• _Problem statement_: Search the listing below for the string "impl" and copy every line where it occurs.

┌────────

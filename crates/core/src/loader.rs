use chrono::Local;
use photosweep_models::{LoadResult, PhotoItem};
use std::sync::Arc;
use std::time::Instant;
use tokio::sync::oneshot;
use tokio::sync::oneshot::error::TryRecvError;
use tracing::{debug, error, info};

use crate::MediaCatalog;

/// A finished load, ready to replace the review queue in one step.
#[derive(Debug)]
pub struct LoadedCatalog {
    pub photos: Vec<Arc<PhotoItem>>,
    pub result: LoadResult,
}

impl LoadedCatalog {
    fn failed(generation: u64, started: Instant, message: String) -> Self {
        Self {
            photos: Vec::new(),
            result: LoadResult {
                generation,
                photos_found: 0,
                duration: started.elapsed(),
                timestamp: Local::now(),
                error: Some(message),
            },
        }
    }
}

/// Runs catalog queries in the background, one generation at a time.
///
/// Starting a load supersedes any load still running; the older result is
/// dropped when it arrives.
pub struct CatalogLoader {
    catalog: Arc<dyn MediaCatalog>,
    generation: u64,
    inflight: Option<(u64, Instant, oneshot::Receiver<LoadedCatalog>)>,
}

impl CatalogLoader {
    #[must_use]
    pub fn new(catalog: Arc<dyn MediaCatalog>) -> Self {
        Self {
            catalog,
            generation: 0,
            inflight: None,
        }
    }

    #[must_use]
    pub fn is_loading(&self) -> bool {
        self.inflight.is_some()
    }

    /// Spawns a query on the tokio runtime and returns its generation.
    pub fn start(&mut self) -> u64 {
        self.generation += 1;
        let generation = self.generation;
        let started = Instant::now();
        let catalog = Arc::clone(&self.catalog);
        let (tx, rx) = oneshot::channel();

        if let Some((old, _, _)) = self.inflight.replace((generation, started, rx)) {
            debug!("Load {} superseded by load {}", old, generation);
        }

        tokio::spawn(async move {
            let loaded = match catalog.query().await {
                Ok(photos) => {
                    let photos_found = photos.len();
                    LoadedCatalog {
                        photos: photos.into_iter().map(Arc::new).collect(),
                        result: LoadResult {
                            generation,
                            photos_found,
                            duration: started.elapsed(),
                            timestamp: Local::now(),
                            error: None,
                        },
                    }
                }
                Err(e) => {
                    error!("Load {} failed: {:#}", generation, e);
                    LoadedCatalog::failed(generation, started, e.to_string())
                }
            };
            if tx.send(loaded).is_err() {
                debug!("Load {} finished after being superseded, result dropped", generation);
            }
        });

        info!("Load {} started", generation);
        generation
    }

    /// Takes the current load's result if it has finished.
    pub fn poll(&mut self) -> Option<LoadedCatalog> {
        let (generation, started, rx) = self.inflight.as_mut()?;
        let loaded = match rx.try_recv() {
            Ok(loaded) => loaded,
            Err(TryRecvError::Empty) => return None,
            Err(TryRecvError::Closed) => {
                LoadedCatalog::failed(*generation, *started, "catalog task ended without a result".into())
            }
        };
        self.inflight = None;
        Some(loaded)
    }

    /// Waits for the current load to finish.
    pub async fn wait(&mut self) -> Option<LoadedCatalog> {
        let (generation, started, rx) = self.inflight.take()?;
        Some(rx.await.unwrap_or_else(|_| {
            LoadedCatalog::failed(generation, started, "catalog task ended without a result".into())
        }))
    }
}
use chrono::{DateTime, Local};
use std::time::Duration;
use uuid::Uuid;

use crate::{PhotoId, PurgeOutcome};

#[derive(Debug, Clone, Copy, PartialEq, Eq, Default)]
pub enum Screen {
    #[default]
    Main,
    Trash,
}

/// Modal drawn on top of the current screen.
#[derive(Debug, Clone, Copy, PartialEq, Eq)]
pub enum Overlay {
    Tutorial,
    Help,
    Details(PhotoId),
    ConfirmPurge,
}

#[derive(Debug, Clone, PartialEq, Eq)]
pub enum AccessStatus {
    Granted,
    Denied(String),
}

impl AccessStatus {
    #[must_use]
    pub const fn is_granted(&self) -> bool {
        matches!(self, Self::Granted)
    }
}

/// Summary of a finished catalog load.
#[derive(Debug, Clone)]
pub struct LoadResult {
    pub generation: u64,
    pub photos_found: usize,
    pub duration: Duration,
    pub timestamp: DateTime<Local>,
    pub error: Option<String>,
}

/// Summary of a finished purge.
#[derive(Debug, Clone)]
pub struct PurgeResult {
    pub request_id: Uuid,
    pub requested: usize,
    pub outcome: PurgeOutcome,
    pub timestamp: DateTime<Local>,
}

└────────

• _Response area_:
impl LoadedCatalog {
impl CatalogLoader {
impl AccessStatus {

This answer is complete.